The parameter ranges for grid search were varied based on the $R^2$ results achieved from predicting the training data ground truth values. The BMDT1 model was the worst-performing DT model based on our comparison metrics ($R^2$ on test data). We also used this model to test for feature robustness by using features without target encoding or feature scaling.
To train the BMDT2 models, we used either the first or the last record of each patient as a proxy for the whole time-series data. The BMDT2 models also differ from BMDT1 because they predict the LOS instead of the rLOS.

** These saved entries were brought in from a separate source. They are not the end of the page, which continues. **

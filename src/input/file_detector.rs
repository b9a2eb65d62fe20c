//! File type detection

use serde::{Deserialize, Serialize};
use std::fmt;

pub const DOCX_MIME: &str = "application/vnd.openxmlformats-officedocument.wordprocessingml.document";

#[derive(Debug, Clone, Copy, PartialEq, Eq, Hash, Serialize, Deserialize)]
pub enum MediaType {
    Pdf,
    Docx,
    Text,
    Markdown,
    Unknown,
}

impl MediaType {
    pub fn from_extension(ext: &str) -> Self {
        match ext.to_lowercase().as_str() {
            "pdf" => MediaType::Pdf,
            "docx" => MediaType::Docx,
            "txt" => MediaType::Text,
            "md" | "markdown" => MediaType::Markdown,
            _ => MediaType::Unknown,
        }
    }

    /// Parse a declared MIME type such as `application/pdf`; parameters after `;` are ignored
    pub fn from_mime(mime: &str) -> Self {
        let essence = mime.split(';').next().unwrap_or_default().trim().to_lowercase();
        match essence.as_str() {
            "application/pdf" => MediaType::Pdf,
            "text/plain" => MediaType::Text,
            "text/markdown" | "text/x-markdown" => MediaType::Markdown,
            DOCX_MIME => MediaType::Docx,
            _ => MediaType::Unknown,
        }
    }

    pub fn mime(&self) -> &'static str {
        match self {
            MediaType::Pdf => "application/pdf",
            MediaType::Docx => DOCX_MIME,
            MediaType::Text => "text/plain",
            MediaType::Markdown => "text/markdown",
            MediaType::Unknown => "application/octet-stream",
        }
    }
}

impl fmt::Display for MediaType {
    fn fmt(&self, f: &mut fmt::Formatter<'_>) -> fmt::Result {
        write!(f, "{}", self.mime())
    }
}

#[cfg(test)]
mod tests {
    use super::*;

    #[test]
    fn test_from_extension() {
        assert_eq!(MediaType::from_extension("PDF"), MediaType::Pdf);
        assert_eq!(MediaType::from_extension("docx"), MediaType::Docx);
        assert_eq!(MediaType::from_extension("doc"), MediaType::Unknown);
    }

    #[test]
    fn test_from_mime() {
        assert_eq!(MediaType::from_mime("text/plain; charset=utf-8"), MediaType::Text);
        assert_eq!(MediaType::from_mime(DOCX_MIME), MediaType::Docx);
        assert_eq!(MediaType::from_mime("image/png"), MediaType::Unknown);
        assert_eq!(MediaType::from_mime(MediaType::Pdf.mime()), MediaType::Pdf);
    }
}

We modify the BMDT2 models by using the number of records (offsets) for a patient as an input feature, instead of the offset itself. This engineered feature is a way for baseline models to include some information about the time-series portion of the data. We call this model BMDT3.
It is natural to expect that that offset of the last record is very indicative of the LOS of the patient. So, we would expect the baseline models that were trained on the last record to perform very well. We will show the impact of using the last record, in our results.
More Baselines (Ridge, Lasso, SVM, RF, XGB, LGBM)
Until now, we have just tried various features and different training methods using the decision tree regressor as an example. Here we branch out to try more popular baseline regression models to get a sense of how these regressors perform on this dataset. These models include Ridge, Lasso, SVM, RF, XGB, and LGBM.
We used the best two groups of features we observed in decision trees - one is to predict the LOS using the features of the first record and an additional feature, the number of records, for each patient; another one is to predict the LOS using the last record (including the last offset as the 21st feature) of features.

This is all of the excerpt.